__Your assignment__. Send back exactly the lines from the opening line of the records below through the one with "#[derive(Debug, thiserror::Error)]".

Stored items from a collection:
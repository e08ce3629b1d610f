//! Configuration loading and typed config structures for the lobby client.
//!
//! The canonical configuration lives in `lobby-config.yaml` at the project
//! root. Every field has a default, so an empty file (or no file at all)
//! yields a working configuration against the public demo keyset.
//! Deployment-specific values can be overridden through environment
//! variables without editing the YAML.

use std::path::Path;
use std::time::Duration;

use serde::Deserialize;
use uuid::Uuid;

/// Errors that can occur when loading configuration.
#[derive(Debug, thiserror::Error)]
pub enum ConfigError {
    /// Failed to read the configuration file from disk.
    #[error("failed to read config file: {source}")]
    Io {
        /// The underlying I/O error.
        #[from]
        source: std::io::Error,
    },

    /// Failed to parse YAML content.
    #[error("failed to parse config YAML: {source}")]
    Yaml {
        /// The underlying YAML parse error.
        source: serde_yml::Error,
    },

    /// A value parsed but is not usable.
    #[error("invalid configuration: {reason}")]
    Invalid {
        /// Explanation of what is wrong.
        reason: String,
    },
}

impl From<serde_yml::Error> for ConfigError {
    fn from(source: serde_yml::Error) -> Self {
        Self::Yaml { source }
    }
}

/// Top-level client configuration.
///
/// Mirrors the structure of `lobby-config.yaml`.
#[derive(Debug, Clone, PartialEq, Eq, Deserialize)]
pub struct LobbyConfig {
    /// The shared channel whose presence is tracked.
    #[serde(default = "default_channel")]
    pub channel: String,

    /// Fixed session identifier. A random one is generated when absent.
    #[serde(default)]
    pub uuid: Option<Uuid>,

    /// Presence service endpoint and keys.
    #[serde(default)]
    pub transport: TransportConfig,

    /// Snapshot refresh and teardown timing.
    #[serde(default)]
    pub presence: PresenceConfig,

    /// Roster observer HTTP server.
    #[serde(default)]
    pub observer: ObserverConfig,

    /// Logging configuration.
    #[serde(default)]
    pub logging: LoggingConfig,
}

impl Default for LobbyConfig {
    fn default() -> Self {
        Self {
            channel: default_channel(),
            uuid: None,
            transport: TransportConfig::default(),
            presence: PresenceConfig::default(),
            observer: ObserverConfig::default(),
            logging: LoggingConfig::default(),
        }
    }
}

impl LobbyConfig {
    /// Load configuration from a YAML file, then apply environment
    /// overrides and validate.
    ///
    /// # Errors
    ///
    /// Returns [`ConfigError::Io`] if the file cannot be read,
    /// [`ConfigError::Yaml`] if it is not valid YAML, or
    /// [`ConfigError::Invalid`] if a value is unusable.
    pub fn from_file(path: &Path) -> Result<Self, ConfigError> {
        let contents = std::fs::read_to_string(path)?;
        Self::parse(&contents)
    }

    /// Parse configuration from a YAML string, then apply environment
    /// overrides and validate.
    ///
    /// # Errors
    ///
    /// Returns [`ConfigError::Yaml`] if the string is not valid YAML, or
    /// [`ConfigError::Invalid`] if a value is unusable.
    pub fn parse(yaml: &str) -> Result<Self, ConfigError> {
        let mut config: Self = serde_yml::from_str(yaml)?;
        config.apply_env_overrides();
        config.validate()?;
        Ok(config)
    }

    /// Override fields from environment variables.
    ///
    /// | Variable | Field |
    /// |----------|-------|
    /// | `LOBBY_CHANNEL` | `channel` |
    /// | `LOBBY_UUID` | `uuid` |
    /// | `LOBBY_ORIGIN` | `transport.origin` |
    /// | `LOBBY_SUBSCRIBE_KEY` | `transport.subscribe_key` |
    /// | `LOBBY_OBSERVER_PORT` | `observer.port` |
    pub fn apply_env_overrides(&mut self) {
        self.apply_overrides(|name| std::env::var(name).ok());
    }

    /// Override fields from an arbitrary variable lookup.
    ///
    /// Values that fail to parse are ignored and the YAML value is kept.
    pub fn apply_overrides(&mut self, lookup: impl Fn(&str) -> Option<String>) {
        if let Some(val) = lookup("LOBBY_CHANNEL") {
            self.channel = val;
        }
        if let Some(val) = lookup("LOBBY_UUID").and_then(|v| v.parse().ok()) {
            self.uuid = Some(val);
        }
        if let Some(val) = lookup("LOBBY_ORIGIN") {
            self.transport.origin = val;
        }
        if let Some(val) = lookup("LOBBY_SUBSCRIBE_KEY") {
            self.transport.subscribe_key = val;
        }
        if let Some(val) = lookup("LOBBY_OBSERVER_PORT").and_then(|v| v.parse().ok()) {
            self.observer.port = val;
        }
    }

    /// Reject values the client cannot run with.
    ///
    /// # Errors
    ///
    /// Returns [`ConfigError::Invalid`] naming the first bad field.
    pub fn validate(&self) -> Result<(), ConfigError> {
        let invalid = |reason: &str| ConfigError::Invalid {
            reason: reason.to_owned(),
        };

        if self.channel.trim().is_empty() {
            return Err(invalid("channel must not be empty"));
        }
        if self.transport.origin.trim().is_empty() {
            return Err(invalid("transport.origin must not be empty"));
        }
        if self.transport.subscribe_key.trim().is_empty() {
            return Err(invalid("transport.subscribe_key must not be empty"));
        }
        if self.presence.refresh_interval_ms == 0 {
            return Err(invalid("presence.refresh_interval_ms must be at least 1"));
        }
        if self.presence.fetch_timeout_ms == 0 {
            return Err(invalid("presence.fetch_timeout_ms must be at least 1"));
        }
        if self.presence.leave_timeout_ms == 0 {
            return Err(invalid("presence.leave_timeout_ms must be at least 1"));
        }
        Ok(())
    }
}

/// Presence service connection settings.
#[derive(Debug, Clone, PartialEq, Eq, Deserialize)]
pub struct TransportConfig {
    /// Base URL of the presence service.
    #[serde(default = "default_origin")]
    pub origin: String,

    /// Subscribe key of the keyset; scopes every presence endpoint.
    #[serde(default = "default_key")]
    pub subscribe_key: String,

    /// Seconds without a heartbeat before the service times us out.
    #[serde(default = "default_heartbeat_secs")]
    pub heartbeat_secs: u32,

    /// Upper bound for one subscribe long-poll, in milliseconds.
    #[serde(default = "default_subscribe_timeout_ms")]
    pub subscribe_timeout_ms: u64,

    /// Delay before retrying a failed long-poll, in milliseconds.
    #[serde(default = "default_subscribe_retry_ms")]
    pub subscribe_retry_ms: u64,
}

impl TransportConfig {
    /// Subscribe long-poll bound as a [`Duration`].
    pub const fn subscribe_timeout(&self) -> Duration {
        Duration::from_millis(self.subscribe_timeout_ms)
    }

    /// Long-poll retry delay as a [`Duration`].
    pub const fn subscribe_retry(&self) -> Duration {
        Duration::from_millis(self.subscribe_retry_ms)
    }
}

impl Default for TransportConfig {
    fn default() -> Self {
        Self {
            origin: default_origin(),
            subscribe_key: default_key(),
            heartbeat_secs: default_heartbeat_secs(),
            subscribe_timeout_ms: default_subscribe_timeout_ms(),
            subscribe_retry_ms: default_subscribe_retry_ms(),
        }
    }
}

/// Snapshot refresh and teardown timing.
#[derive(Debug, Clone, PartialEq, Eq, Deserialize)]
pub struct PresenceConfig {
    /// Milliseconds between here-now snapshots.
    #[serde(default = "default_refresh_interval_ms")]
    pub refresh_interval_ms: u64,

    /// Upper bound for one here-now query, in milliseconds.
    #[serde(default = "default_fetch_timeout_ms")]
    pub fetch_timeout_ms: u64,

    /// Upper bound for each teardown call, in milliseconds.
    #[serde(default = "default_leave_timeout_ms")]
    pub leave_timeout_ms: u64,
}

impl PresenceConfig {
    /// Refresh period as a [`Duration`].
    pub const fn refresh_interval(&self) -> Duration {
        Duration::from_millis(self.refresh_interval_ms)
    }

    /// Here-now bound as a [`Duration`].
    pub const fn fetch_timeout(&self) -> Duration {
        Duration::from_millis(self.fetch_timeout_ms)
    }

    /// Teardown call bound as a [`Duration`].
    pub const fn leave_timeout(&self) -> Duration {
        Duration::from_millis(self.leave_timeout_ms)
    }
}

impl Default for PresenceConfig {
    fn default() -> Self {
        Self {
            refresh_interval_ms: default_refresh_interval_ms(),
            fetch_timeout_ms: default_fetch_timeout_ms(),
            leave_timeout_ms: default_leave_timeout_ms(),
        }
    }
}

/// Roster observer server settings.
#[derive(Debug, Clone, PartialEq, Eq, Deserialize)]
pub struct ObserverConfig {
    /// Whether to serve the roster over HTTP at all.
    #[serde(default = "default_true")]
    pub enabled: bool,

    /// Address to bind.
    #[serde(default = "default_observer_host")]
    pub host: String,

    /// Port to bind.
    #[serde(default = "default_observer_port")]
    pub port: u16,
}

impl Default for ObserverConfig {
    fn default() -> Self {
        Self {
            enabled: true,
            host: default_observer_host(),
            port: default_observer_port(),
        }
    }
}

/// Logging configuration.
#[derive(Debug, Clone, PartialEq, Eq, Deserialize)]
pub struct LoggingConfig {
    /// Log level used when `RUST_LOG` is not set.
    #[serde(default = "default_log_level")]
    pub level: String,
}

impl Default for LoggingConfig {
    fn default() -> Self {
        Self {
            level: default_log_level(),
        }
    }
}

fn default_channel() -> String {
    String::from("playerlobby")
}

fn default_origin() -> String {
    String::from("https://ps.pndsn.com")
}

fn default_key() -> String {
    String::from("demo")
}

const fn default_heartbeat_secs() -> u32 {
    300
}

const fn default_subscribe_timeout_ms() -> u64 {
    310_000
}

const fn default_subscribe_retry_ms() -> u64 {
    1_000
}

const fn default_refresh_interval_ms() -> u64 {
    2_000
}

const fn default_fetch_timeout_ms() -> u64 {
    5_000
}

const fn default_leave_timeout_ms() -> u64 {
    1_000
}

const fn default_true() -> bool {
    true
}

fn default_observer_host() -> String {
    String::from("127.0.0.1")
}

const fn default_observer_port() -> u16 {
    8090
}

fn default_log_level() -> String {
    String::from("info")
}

__Result for this task__.
repository e08ce3629b1d610f
//! Configuration loading and typed config structures for the lobby client.
//!
//! The canonical configuration lives in `lobby-config.yaml` at the project
//! root. Every field has a default, so an empty file (or no file at all)
//! yields a working configuration against the public demo keyset.
//! Deployment-specific values can be overridden through environment
//! variables without editing the YAML.

use std::path::Path;
use std::time::Duration;

use serde::Deserialize;
use uuid::Uuid;

/// Errors that can occur when loading configuration.
#[derive(Debug, thiserror::Error)]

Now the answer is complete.